Il primo di maggio a Cocullo, nell’aquilano, si festeggia San Domenico e, come per altre usanze in cui il rito pagano si intreccia con la devozione cristiana, così accade anche in questa occasione, in cui la devozione per San Domenico, protettore dal morso dei serpenti, si intreccia con il rito arcaico dei “serpari”, manipolatori dei serpenti, nel suggestivo quanto unico Rito dei Serpari.

Per la festa la statua del santo viene portata in processione, addobbata con serpentelli aggrovigliati, innocui e particolarmente conosciuti sui monti attorno al paese, tra questi Saettoni, Cervoni, biacchi e Biscie. I cosiddetti serpari raccolgono proprio nei monti attorno al paese questi serpenti nella stagione fredda, durante il loro letargo. Prima della processione sono questi uomini a mostrare i serpenti ai visitatori, permettendo loro di toccarli e maneggiarli, mentre si intonano canti popolari per le vie del paesino.

Dopo la santa messa, in tarda mattinata, la statua del santo viene ricoperta dai serpenti e la processione ha inizio.
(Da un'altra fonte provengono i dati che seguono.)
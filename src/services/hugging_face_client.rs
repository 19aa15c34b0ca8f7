// src/services/hugging_face_client.rs
// DOCUMENTATION: Hugging Face inference API client
// PURPOSE: Send one text-generation request and classify its failures

use crate::services::retry::UpstreamFailure;
use reqwest::Client;
use serde::{Deserialize, Serialize};
use std::time::Duration;

/// Upper bound on generated tokens, independent of the platform's character limit
pub const MAX_NEW_TOKENS_CAP: usize = 200;

/// Hugging Face inference client
/// DOCUMENTATION: Holds the bearer token and model endpoint; one instance is
/// shared by all requests.
pub struct HuggingFaceClient {
    /// HTTP client for making requests
    client: Client,
    /// Inference API token
    api_key: String,
    /// Full URL of the model endpoint
    model_url: String,
}

/// Sampling parameters sent with every generation request
#[derive(Debug, Clone, PartialEq, Serialize)]
pub struct GenerationParameters {
    pub max_new_tokens: usize,
    pub temperature: f32,
    pub top_p: f32,
    pub do_sample: bool,
}

impl GenerationParameters {
    /// Parameters for content capped at `max_length` characters
    pub fn for_max_length(max_length: usize) -> Self {
        Self {
            max_new_tokens: max_length.min(MAX_NEW_TOKENS_CAP),
            temperature: 0.7,
            top_p: 0.9,
            do_sample: true,
        }
    }
}

/// Request body accepted by the inference API
#[derive(Debug, Serialize)]
struct InferenceRequest<'a> {
    inputs: &'a str,
    parameters: &'a GenerationParameters,
}

/// One entry of the inference API's response array
#[derive(Debug, Deserialize)]
struct GeneratedText {
    generated_text: String,
}

impl HuggingFaceClient {
    /// Create new inference client
    /// DOCUMENTATION: `timeout` bounds each individual attempt
    pub fn new(api_key: String, model_url: String, timeout: Duration) -> reqwest::Result<Self> {
        let client = Client::builder().timeout(timeout).build()?;
        Ok(Self {
            client,
            api_key,
            model_url,
        })
    }

    /// Run one text-generation call
    ///
    /// # Arguments
    /// * `inputs` - full instruction sent to the model
    /// * `parameters` - sampling parameters
    ///
    /// # Returns
    /// The first generated text, exactly as the model returned it
    pub async fn generate(
        &self,
        inputs: &str,
        parameters: &GenerationParameters,
    ) -> Result<String, UpstreamFailure> {
        if self.api_key.is_empty() {
            return Err(UpstreamFailure::Rejected(
                "HUGGING_FACE_API_KEY is not configured".to_string(),
            ));
        }

        log::debug!(
            "Text generation request: max_new_tokens={}, input_chars={}",
            parameters.max_new_tokens,
            inputs.chars().count()
        );

        let response = self
            .client
            .post(&self.model_url)
            .bearer_auth(&self.api_key)
            .json(&InferenceRequest { inputs, parameters })
            .send()
            .await
            .map_err(|e| UpstreamFailure::from_transport(&e))?;

        let status = response.status();
        if !status.is_success() {
            return Err(UpstreamFailure::from_status(status));
        }

        let generated: Vec<GeneratedText> = response
            .json()
            .await
            .map_err(|e| UpstreamFailure::from_transport(&e))?;

        generated
            .into_iter()
            .next()
            .map(|entry| entry.generated_text)
            .ok_or_else(|| UpstreamFailure::Rejected("empty generation array".to_string()))
    }
}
Il corteo si allunga per le strette vie di Cucullo trasmettendo agli astanti immagini suggestive ed emozionanti. Una giornata diversa che riconcilia gli animi con la natura, rasserena i cuori con le suggestioni che offre un piccolo borgo di montagna incontaminato, conduce alla condivisione nella devozione impastata al folclore.

L’incontro con i serpari, la possibilità di accarezzare un serpente e superare le paure, accalcarsi dietro la statua del santo chiedendo soccorso per la salute, o restare semplicemente ai margini, spettatore di fronte a un evento così particolare, suscita inevitabilmente un fremito profondo, che vale la pena di provare.
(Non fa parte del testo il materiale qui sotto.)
// src/handlers/generate.rs
// DOCUMENTATION: HTTP handler for content generation
// PURPOSE: Parse request, call GenerationService

use crate::errors::GatewayError;
use crate::models::GenerateRequest;
use crate::services::{GenerationService, HuggingFaceClient, RetryPolicy};
use actix_web::{web, HttpResponse, Responder};

/// POST /api/generate
/// Generate platform-specific copy for a prompt
pub async fn generate_content(
    client: web::Data<HuggingFaceClient>,
    policy: web::Data<RetryPolicy>,
    body: web::Json<GenerateRequest>,
) -> Result<impl Responder, GatewayError> {
    let response =
        GenerationService::generate(client.get_ref(), policy.get_ref(), body.into_inner()).await?;
    Ok(HttpResponse::Ok().json(response))
}

/// Configuration for generation routes (mounted under /api)
pub fn config(cfg: &mut web::ServiceConfig) {
    cfg.route("/generate", web::post().to(generate_content));
}
// src/errors.rs
// DOCUMENTATION: Custom error types and HTTP responses
// PURPOSE: Centralized error handling for the gateway

use actix_web::{error::ResponseError, http::StatusCode, HttpResponse};
use serde_json::json;
use std::fmt;
use thiserror::Error;

/// Upstream provider a failure originated from
/// DOCUMENTATION: Selects the fixed public message returned to callers
#[derive(Debug, Clone, Copy, PartialEq, Eq)]
pub enum Upstream {
    TextGeneration,
    PhotoSearch,
}

impl fmt::Display for Upstream {
    fn fmt(&self, f: &mut fmt::Formatter<'_>) -> fmt::Result {
        match self {
            Upstream::TextGeneration => f.write_str("Failed to generate content"),
            Upstream::PhotoSearch => f.write_str("Failed to fetch images"),
        }
    }
}

/// Application-specific error types
/// DOCUMENTATION: Every failure crossing a handler boundary is one of these.
/// Upstream variants only name the provider so raw provider bodies and
/// credentials can never end up in a response.
#[derive(Error, Debug, PartialEq, Eq)]
pub enum GatewayError {
    #[error("{0}")]
    InvalidRequest(String),

    #[error("{0}")]
    UpstreamUnavailable(Upstream),

    #[error("{0}")]
    UpstreamRejected(Upstream),

    #[error("Too many requests from this IP, please try again later.")]
    RateLimitExceeded,
}

/// Convert GatewayError to HTTP response
/// DOCUMENTATION: Maps error types to HTTP status codes and `{"error": ...}` bodies
impl ResponseError for GatewayError {
    fn error_response(&self) -> HttpResponse {
        HttpResponse::build(self.status_code()).json(json!({ "error": self.to_string() }))
    }

    fn status_code(&self) -> StatusCode {
        match self {
            GatewayError::InvalidRequest(_) => StatusCode::BAD_REQUEST,
            GatewayError::UpstreamUnavailable(_) => StatusCode::SERVICE_UNAVAILABLE,
            GatewayError::UpstreamRejected(_) => StatusCode::BAD_GATEWAY,
            GatewayError::RateLimitExceeded => StatusCode::TOO_MANY_REQUESTS,
        }
    }
}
INFORMAZIONI GENERALI E COSTI

Il costo del workshop è di 180 Euro

Il costo del workshop include:

  • Alloggio per 1 notte (supplemento singola 30€ a notte)
  • Assistenza per la durata totale del workshop

Il costo del workshop NON include:

  • Trasferimenti e pasti
  • Tutti gli extra e tutto ciò che non è specificato alla voce “Il costo del workshop include”.

Partecipanti: Min 4 - Max 8

Termine ultimo per l’iscrizione: 15/04/2016

A chi si rivolge

Il nostro workshop si rivolge ad appassionati di fotografia di tutti i livelli che vogliano affrontare in prima persona l’emozione di realizzare un reportage professionale sul campo.

La festa, di particolare interesse antropologico, ha visto in passato la partecipazione di grandi fotografi quali Elliott Erwitt, e David Seymour.

Programma

La festa ha inizio con la folla che incomincia a tirare coi denti la campanella della cappella di San Domenico, all'interno della chiesa omonima. Secondo la tradizione, questa cerimonia servirebbe a proteggere i denti dalle malattie che li potrebbero affliggere.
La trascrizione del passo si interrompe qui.